IAN: Punk should be fun. I mean, it is basically pop music, at least in terms of the effect it works on the audience.

[We start listening to Struggle For Pride’s You Bark We Bite with its intro by Kahimi Karie]

RYOTARO: I wishi Kahimi Karie would be on my album.



IAN: It can’t be that hard to get a woman to talk like this. I always felt Struggle for Pride sounds like a fascist band name though. Are they fascists?

RYOTARO: I don’t think so. There’s nothing about it on their web site!

IAN: So at least if they are fascists, they’re ashamed of it. I guess that’s something.

RYOTARO: I heard this shortly after entering university. A guy I was friends with because first time we met he was wearing a Germs t-shirt recommended it to me. I’d never heard anything like this before.

IAN: I remember seeing them at Daikanyama Unit. You could hear it three floors up, and by the time you got inside the hall, it was just a wall of sounds all smooshed together and three hundred people going completely insane in front of the stage. There’s something very pure about it, but I think that’s partly what makes me think it feels fascist: that fetishisation of purity is quite a fascist thing.

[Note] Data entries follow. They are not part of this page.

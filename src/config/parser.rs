use crate::config::types::Config;
use crate::config::validation::validate;
use crate::ConfigResult;
use sha2::{Digest, Sha256};
use std::path::Path;

/// Loads and parses a configuration file from the given path
///
/// # Arguments
///
/// * `path` - Path to the TOML configuration file
///
/// # Returns
///
/// * `Ok(Config)` - Successfully loaded and validated configuration
/// * `Err(ConfigError)` - Failed to load, parse, or validate the configuration
///
/// # Example
///
/// ```no_run
/// use std::path::Path;
/// use article_harvest::config::load_config;
///
/// let config = load_config(Path::new("harvest.toml")).unwrap();
/// println!("Database: {}", config.output.database_path);
/// ```
pub fn load_config(path: &Path) -> ConfigResult<Config> {
    let content = std::fs::read_to_string(path)?;
    parse_config(&content)
}

/// Parses and validates configuration from TOML text
pub fn parse_config(content: &str) -> ConfigResult<Config> {
    let config: Config = toml::from_str(content)?;
    validate(&config)?;
    Ok(config)
}

/// Computes a SHA-256 hash of the configuration file content
///
/// The hash is stored with every harvest run so records can be traced back to
/// the selectors that produced them.
///
/// # Arguments
///
/// * `path` - Path to the TOML configuration file
///
/// # Returns
///
/// * `Ok(String)` - Hex-encoded SHA-256 hash of the file content
/// * `Err(ConfigError)` - Failed to read the file
pub fn compute_config_hash(path: &Path) -> ConfigResult<String> {
    let content = std::fs::read_to_string(path)?;
    let mut hasher = Sha256::new();
    hasher.update(content.as_bytes());
    Ok(hex::encode(hasher.finalize()))
}

/// Loads a configuration and returns both the config and its hash
pub fn load_config_with_hash(path: &Path) -> ConfigResult<(Config, String)> {
    let config = load_config(path)?;
    let hash = compute_config_hash(path)?;
    Ok((config, hash))
}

RYOTARO: For me, the important question is about authenticity. Ascension is in a weird place in that it expresses my roots, but I had to reverse engineer myself into achieving it. It’s supposed to be a stream of consciousness thing, but can it ever really be that if you’re forcing yourself to? Punk was a reaction against the excesses of ‘70s rock, but think about it: it’s bands saying, “We’re not going to play our instruments properly on purpose.” If it was a conscious reaction to something that already existed, how pure could it ever have really been?

IAN: So what you’re doing to yourself, reverse-engineering your musical consciousness, is what the music scene did as a neurotic whole in punk. Like when The Clash sang, “No Elvis, Beatles or The Rolling Stones” — it’s a conscious manifesto to make yourself unlearn music history.

RYOTARO: So it comes back to this idea of cleansing.

IAN: Julian Cope writes in his autobiography about how Richard Hell described his song Blank Generation as being about “fill in the blank” but then when he named his band The Voidoids, Cope felt he’d sold out to this cult of meaninglessness. Cope was a postpunk musician and he felt this cleansing process of wiping the slate clean was in order to build something new. If you stay punk, you’re being wilfully dumb.

RYOTARO: The title Ascension is kind of about that. It’s about building to the next level — the album art also based on that same idea.

IAN: It’s an interesting image: like a depiction of the human ego dissolving.

RYOTARO: Yeah, but at the same time, the artist Nasutakeo, she said that’s how she draws when she doesn’t think and just draws.